How To Write Realistically About Guns: Safeties
Almost every author I’ve read feels compelled to have their gun wielding characters switch off the safety after the weapon has been introduced into the scene. The gesture is irresistible to writers because it increases dramatic tension. It’s often the last bit of narration before the trigger is pulled. However, few authors seem to be aware of the fact that many of the guns they have unholstered in their writing are manufactured without external safeties.
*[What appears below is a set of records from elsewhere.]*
//! Fallible buffer allocation.
//!
//! Every buffer of a construction goes through [`try_vec`], so running out of
//! memory surfaces as [`OpmphmError::OutOfMemory`] instead of an abort. Unit
//! tests can make the k-th allocation fail through [`failpoint`].

use crate::error::OpmphmError;

/// Allocates a vector of `len` copies of `value`.
pub(crate) fn try_vec<T: Clone>(len: usize, value: T) -> Result<Vec<T>, OpmphmError> {
    let bytes = len.saturating_mul(size_of::<T>());
    #[cfg(test)]
    failpoint::check(bytes)?;
    let mut v = Vec::new();
    v.try_reserve_exact(len)
        .map_err(|_| OpmphmError::OutOfMemory { bytes })?;
    v.resize(len, value);
    Ok(v)
}

/// Allocates an empty vector able to hold `capacity` elements without reallocating.
pub(crate) fn try_with_capacity<T>(capacity: usize) -> Result<Vec<T>, OpmphmError> {
    let bytes = capacity.saturating_mul(size_of::<T>());
    #[cfg(test)]
    failpoint::check(bytes)?;
    let mut v = Vec::new();
    v.try_reserve_exact(capacity)
        .map_err(|_| OpmphmError::OutOfMemory { bytes })?;
    Ok(v)
}

#[cfg(test)]
pub(crate) mod failpoint {
    use super::OpmphmError;
    use std::cell::Cell;

    thread_local! {
        static COUNTDOWN: Cell<Option<usize>> = const { Cell::new(None) };
        static SEEN: Cell<usize> = const { Cell::new(0) };
    }

    /// Fail the allocation with zero-based index `nth`, counted from now.
    pub(crate) fn arm(nth: usize) {
        COUNTDOWN.with(|c| c.set(Some(nth)));
        SEEN.with(|s| s.set(0));
    }

    pub(crate) fn disarm() {
        COUNTDOWN.with(|c| c.set(None));
    }

    /// Number of allocations since the last `arm` or `count`.
    pub(crate) fn seen() -> usize {
        SEEN.with(|s| s.get())
    }

    /// Start counting allocations without failing any.
    pub(crate) fn count() {
        COUNTDOWN.with(|c| c.set(None));
        SEEN.with(|s| s.set(0));
    }

    pub(super) fn check(bytes: usize) -> Result<(), OpmphmError> {
        SEEN.with(|s| s.set(s.get() + 1));
        COUNTDOWN.with(|c| match c.get() {
            Some(0) => {
                c.set(None);
                Err(OpmphmError::OutOfMemory { bytes })
            }
            Some(k) => {
                c.set(Some(k - 1));
                Ok(())
            }
            None => Ok(()),
        })
    }
}

#[cfg(test)]
mod tests {
    use super::*;

    #[test]
    fn try_vec_fills() {
        let v = try_vec(5, 7u32).unwrap();
        assert_eq!(v, vec![7; 5]);
        assert_eq!(v.capacity(), 5);
    }

    #[test]
    fn impossible_request_is_reported() {
        let err = try_with_capacity::<u64>(usize::MAX).unwrap_err();
        assert!(matches!(err, OpmphmError::OutOfMemory { .. }));
    }

    #[test]
    fn failpoint_hits_requested_allocation() {
        failpoint::arm(1);
        assert!(try_vec(1, 0u8).is_ok());
        assert!(try_vec(1, 0u8).is_err());
        assert!(try_vec(1, 0u8).is_ok());
        assert_eq!(failpoint::seen(), 3);
        failpoint::disarm();
    }
}
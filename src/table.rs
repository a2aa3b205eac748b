use log::debug;

use crate::alloc::try_vec;
use crate::error::OpmphmError;
use crate::graph::Hypergraph;
use crate::hash::hash;
#[cfg(feature = "serde")]
use crate::params::{MAX_ARITY, MIN_ARITY};

/// Which value each element's lookup must reproduce.
#[derive(Debug, Clone, Copy, PartialEq, Eq, Default)]
pub enum AssignOrder {
    /// The element's insertion index.
    #[default]
    Insertion,
    /// The order stored with [`Hypergraph::set_order`] / [`Hypergraph::set_orders`].
    Explicit,
}

/// Order-preserving minimal perfect hash map.
///
/// Query: `f(k) = (Σ_p values[p * component_size + hash(k, seeds[p]) % component_size]) % domain`
/// where `domain = r * component_size`.
///
/// A table starts empty ([`Opmphm::new`]), gets its values from
/// [`assign`](Self::assign) and is read-only afterwards. Rebuilding replaces
/// the values in one step; a failed rebuild leaves the previous contents intact.
#[cfg_attr(feature = "serde", derive(serde::Serialize, serde::Deserialize))]
#[derive(Debug, Clone, Default, PartialEq, Eq)]
pub struct Opmphm {
    r: u8,
    component_size: usize,
    seeds: Vec<u32>,
    values: Vec<usize>, // len == r * component_size once built
}

impl Opmphm {
    pub fn new() -> Self {
        Self::default()
    }

    /// Solves the vertex values for a peeled graph and stores them in the table.
    ///
    /// Edges are processed in reverse removal order. Each one still has at
    /// least one unassigned vertex at that point; all but one of them are fixed
    /// at 0 and the last absorbs the difference, so that the edge's values sum
    /// to its target order modulo the domain.
    ///
    /// Explicit orders are reduced modulo the domain and must be distinct
    /// there, which is not checked here (see [`Hypergraph::validate_orders`]).
    /// Colliding orders alias at lookup time.
    ///
    /// # Panics
    /// If `graph` was not fully peeled by a successful `map`.
    pub fn assign(&mut self, graph: &Hypergraph, order: AssignOrder) -> Result<(), OpmphmError> {
        assert!(graph.is_acyclic(), "graph contains a cycle");
        let r = graph.arity() as usize;
        let cs = graph.component_size();
        let domain = graph.domain();

        let mut values = try_vec(domain, 0usize)?;
        let mut assigned = try_vec(domain, false)?;
        let mut seeds = try_vec(r, 0u32)?;
        seeds.copy_from_slice(graph.seeds());

        for &e in graph.removed().iter().rev() {
            let target = match order {
                AssignOrder::Insertion => e,
                AssignOrder::Explicit => graph.order(e),
            } % domain;
            let edge = graph.edge(e);

            let mut unassigned = 0usize;
            let mut sum = 0usize;
            for (p, &h) in edge.iter().enumerate() {
                let v = p * cs + h as usize;
                if assigned[v] {
                    sum = (sum + values[v]) % domain;
                } else {
                    unassigned += 1;
                }
            }
            debug_assert!(unassigned > 0, "edge {e} has no unassigned vertex");

            let mut p = 0;
            while unassigned > 1 {
                let v = p * cs + edge[p] as usize;
                if !assigned[v] {
                    assigned[v] = true;
                    unassigned -= 1;
                }
                p += 1;
            }
            for (q, &h) in edge.iter().enumerate().skip(p) {
                let v = q * cs + h as usize;
                if !assigned[v] {
                    values[v] = (target + domain - sum) % domain;
                    assigned[v] = true;
                }
            }
        }

        self.r = graph.arity();
        self.component_size = cs;
        self.seeds = seeds;
        self.values = values;
        debug!(
            "assigned {} edges over {r} partitions of {cs} vertices",
            graph.n()
        );
        Ok(())
    }

    /// Order of the element named `name`.
    ///
    /// Only meaningful for names the table was built from; other names map to
    /// some value in `[0, domain)`.
    ///
    /// # Panics
    /// If the table is not built or `name` is empty.
    #[inline]
    pub fn lookup(&self, name: &[u8]) -> usize {
        assert!(self.is_built(), "passed opmphm is empty");
        assert!(!name.is_empty(), "passed name is empty");
        let cs = self.component_size;
        let mut sum = 0usize;
        for (p, &seed) in self.seeds.iter().enumerate() {
            let h = hash(name, seed) as usize % cs;
            sum += self.values[p * cs + h];
        }
        sum % self.domain()
    }

    #[inline]
    pub fn lookup_str(&self, name: &str) -> usize {
        self.lookup(name.as_bytes())
    }

    /// Lookup by pre-computed coordinates, the counterpart of
    /// [`Hypergraph::map_coordinates`].
    ///
    /// # Panics
    /// If the table is not built, the coordinate count differs from the
    /// arity, or a coordinate is not below the component size.
    pub fn lookup_coordinates(&self, coords: &[u32]) -> usize {
        assert!(self.is_built(), "passed opmphm is empty");
        assert_eq!(coords.len(), self.r as usize, "expected one coordinate per partition");
        let cs = self.component_size;
        let mut sum = 0usize;
        for (p, &h) in coords.iter().enumerate() {
            assert!(
                (h as usize) < cs,
                "coordinate {h} out of range for component size {cs}"
            );
            sum += self.values[p * cs + h as usize];
        }
        sum % self.domain()
    }

    /// Releases the value table. Seeds and dimensions are kept.
    pub fn clear(&mut self) {
        self.values = Vec::new();
    }

    pub fn is_built(&self) -> bool {
        !self.values.is_empty()
    }

    pub fn arity(&self) -> u8 {
        self.r
    }

    pub fn component_size(&self) -> usize {
        self.component_size
    }

    /// Range of lookup results, `r * component_size`.
    pub fn domain(&self) -> usize {
        self.r as usize * self.component_size
    }

    pub fn seeds(&self) -> &[u32] {
        &self.seeds
    }

    /// Bytes held by the value table.
    pub fn size_in_bytes(&self) -> usize {
        self.values.len() * size_of::<usize>()
    }

    #[cfg(feature = "serde")]
    pub fn to_bytes(&self) -> Result<Vec<u8>, OpmphmError> {
        Ok(bincode::serialize(self)?)
    }

    /// Restores a table written by [`to_bytes`](Self::to_bytes).
    ///
    /// A built table must have a valid arity, one seed per partition,
    /// `r * component_size` values and every value inside the domain;
    /// anything else fails with [`OpmphmError::Corrupt`].
    #[cfg(feature = "serde")]
    pub fn from_bytes(bytes: &[u8]) -> Result<Self, OpmphmError> {
        let table: Self = bincode::deserialize(bytes)?;
        table.check_layout()?;
        Ok(table)
    }

    #[cfg(feature = "serde")]
    fn check_layout(&self) -> Result<(), OpmphmError> {
        if !self.is_built() {
            return Ok(());
        }
        if !(MIN_ARITY..=MAX_ARITY).contains(&self.r) {
            return Err(OpmphmError::Corrupt("arity out of range"));
        }
        if self.component_size == 0 {
            return Err(OpmphmError::Corrupt("component size is 0"));
        }
        if self.seeds.len() != self.r as usize {
            return Err(OpmphmError::Corrupt("seed count differs from arity"));
        }
        if (self.r as usize).checked_mul(self.component_size) != Some(self.values.len()) {
            return Err(OpmphmError::Corrupt("value count differs from domain"));
        }
        let domain = self.domain();
        if self.values.iter().any(|&v| v >= domain) {
            return Err(OpmphmError::Corrupt("value outside domain"));
        }
        Ok(())
    }
}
Lt. Col. Dave Grossman’s Endorsement of PATRIARCH RUN
This installment in the series of How To Write Realistically About Guns will focus on the thumb safety, the mechanism the vast majority of authors intend to refer to when they have a character switch off a gun’s safety. Below is an image of a 1911 handgun beside a close-up image of its thumb safety.

1911 with thumb safety

thumb safety
It’s called a thumb safety because the operator uses their thumb to push it down (off) or up (on). With this particular weapon, the current fashion is to grip the gun and ride your thumb on top of the safety. To take off the safety, the operator pushes their thumb down.
Although there are many different types of thumb safeties, the action described above is an approximation of what most writers intend when they have a character switch off a safety in preparation to fire a handgun.
Here’s the Problem
Some of the most popular handguns being manufactured today have no thumb safety. As a matter of fact, they have no external safeties at all. There’s a good reason for this. The human stress response is such that manipulating a thumb safety in a gunfight can be difficult, so difficult that it can get you killed.
If that fact seems bizarre it’s because you haven’t yet been in a situation in which your body has involuntarily reacted to that type of stress. I’ll address those physiological and psychological realities in a later post.
Before I go any further, I should address the grip safety on the 1911. The image below is of a grip safety.

grip safety
Whereas, the thumb safety is actively disengaged by the user, the grip safety is passively disengaged. It is disengaged when the user grips the gun. In other words, a proper grip on the handgun will switch off the grip safety, and the operator switches off the thumb safety in a separate action by pushing it down.
Although some of the most popular handguns have no external safeties to be manipulated by the user, they do employ a variety of passive safeties–the mechanical descriptions of which are beyond the scope of this article. It should be noted, however, that it would be incorrect to write that a character switched off one of these passive safeties, as the intention of these devices is to operate on a level beneath the user’s awareness.
Don’t ever have a character switch off a safety on a gun unless you’re certain that the gun is manufactured with an external safety (such as a thumb safety).
Revolvers and Glocks
There are two egregious gun-writing errors involving the safety that are so common they deserve explicit attention. The first of which is writing a thumb safety into a revolver. Don’t do that. Revolvers are not manufactured with thumb safeties. In a later post I’ll define a revolver for those in need of that type of information. The second error is to write a thumb safety into a Glock (a very popular brand of firearm). Don’t do that, either. Glocks are quite well-known for being manufactured without thumb safeties. For many shooters, especially those who carry a gun for a living, that is one of their main appeals.
By now, I’m sure you’ve already come to this conclusion: if one of your characters switches off the safety on a gun manufactured without such safeties, you will ruin your credibility with knowledgeable readers.